YOUR GOAL >> Produce an exact copy of the lines from the line that contains "outcome.tests += 1;" to the end of the listing below.

··· GIVEN RECORDS ···

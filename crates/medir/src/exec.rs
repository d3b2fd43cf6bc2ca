//! Test invocation.
//!
//! [`TestRunner`] is the engine's single point of dynamic dispatch: given a
//! test unit resolved through the session loader, invoke its standard
//! entry point and report how many test cases ran and how many failed.
//!
//! The bundled [`ScriptRunner`] replays the invocation scripts recorded in
//! test unit images: each test method resolves its targets by symbolic
//! name through the loader (so probes bound to the armed session fire) and
//! honors cooperative cancellation between operations and inside sleeps.

use crate::image::ScriptOp;
use crate::loader::{LoadedUnit, ResolveError, SessionLoader};
use crate::runner::CancelToken;
use std::time::Duration;
use thiserror::Error;
use tracing::debug;

/// Errors raised while invoking a test unit.
#[derive(Debug, Error)]
pub enum ExecutionError {
    /// A symbolic name failed to resolve during execution.
    #[error(transparent)]
    Resolve(#[from] ResolveError),

    /// The test unit's recorded run crashed.
    #[error("test unit aborted: {message}")]
    Aborted {
        /// Crash message.
        message: String,
    },

    /// Cancellation was requested before the unit finished.
    #[error("execution cancelled")]
    Cancelled,

    /// The worker thread panicked.
    #[error("worker panicked: {0}")]
    Panicked(String),

    /// The deadline was zero or negative; the operation was never invoked.
    #[error("invalid deadline {millis}ms")]
    InvalidDeadline {
        /// The rejected deadline.
        millis: i64,
    },

    /// The worker thread could not be spawned.
    #[error("failed to spawn worker: {0}")]
    WorkerSpawn(String),
}

impl ExecutionError {
    /// Whether the cause is a resolution failure, which skips the test
    /// unit instead of counting a failure.
    #[must_use]
    pub fn is_resolution(&self) -> bool {
        matches!(self, Self::Resolve(_))
    }
}

/// Counts reported by one test unit's entry point.
#[derive(Debug, Clone, Copy, Default, PartialEq, Eq)]
pub struct TestRunOutcome {
    /// Individual test cases that ran.
    pub tests: u32,
    /// Test cases that failed.
    pub failures: u32,
}

/// Invokes one test unit's entry point.
pub trait TestRunner: Send + Sync {
    /// Run every test case in `test`, resolving collaborators through
    /// `loader` and honoring `token`.
    fn run(
        &self,
        test: &LoadedUnit,
        loader: &SessionLoader,
        token: &CancelToken,
    ) -> Result<TestRunOutcome, ExecutionError>;
}

/// Replays the invocation scripts recorded in test unit images.
#[derive(Debug, Default)]
pub struct ScriptRunner;

impl ScriptRunner {
    /// Create a runner.
    #[must_use]
    pub fn new() -> Self {
        Self
    }

    fn run_method(
        test_name: &str,
        method_name: &str,
        script: &[ScriptOp],
        loader: &SessionLoader,
        token: &CancelToken,
    ) -> Result<bool, ExecutionError> {
        for op in script {
            if token.is_cancelled() {
                return Err(ExecutionError::Cancelled);
            }
            match op {
                ScriptOp::Invoke {
                    unit,
                    method,
                    blocks,
                } => {
                    let target = loader.resolve(unit)?;
                    if !target.mark_blocks(method, blocks) {
                        return Err(ResolveError::MemberNotFound {
                            unit: unit.clone(),
                            method: method.clone(),
                        }
                        .into());
                    }
                }
                ScriptOp::Sleep { millis } => {
                    if !token.sleep(Duration::from_millis(u64::from(*millis))) {
                        return Err(ExecutionError::Cancelled);
                    }
                }
                ScriptOp::Fail { message } => {
                    debug!(
                        test = test_name,
                        case = method_name,
                        message = message.as_str(),
                        "recorded assertion failure"
                    );
                    return Ok(false);
                }
                ScriptOp::Abort { message } => {
                    return Err(ExecutionError::Aborted {
                        message: message.clone(),
                    });
                }
            }
        }
        Ok(true)
    }
}

impl TestRunner for ScriptRunner {
    fn run(
        &self,
        test: &LoadedUnit,
        loader: &SessionLoader,
        token: &CancelToken,
    ) -> Result<TestRunOutcome, ExecutionError> {
        let mut outcome = TestRunOutcome::default();
        for method in &test.image().methods {
            if token.is_cancelled() {
                return Err(ExecutionError::Cancelled);
            }
            let passed =
                Self::run_method(test.name(), &method.name, &method.script, loader, token)?;
            outcome.tests += 1;
            if !passed {
                outcome.failures += 1;
            }
        }
        Ok(outcome)
    }
}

···

YOUR SOLUTION >>
            outcome.tests += 1;
            if !passed {
                outcome.failures += 1;
            }
        }
        Ok(outcome)
    }
}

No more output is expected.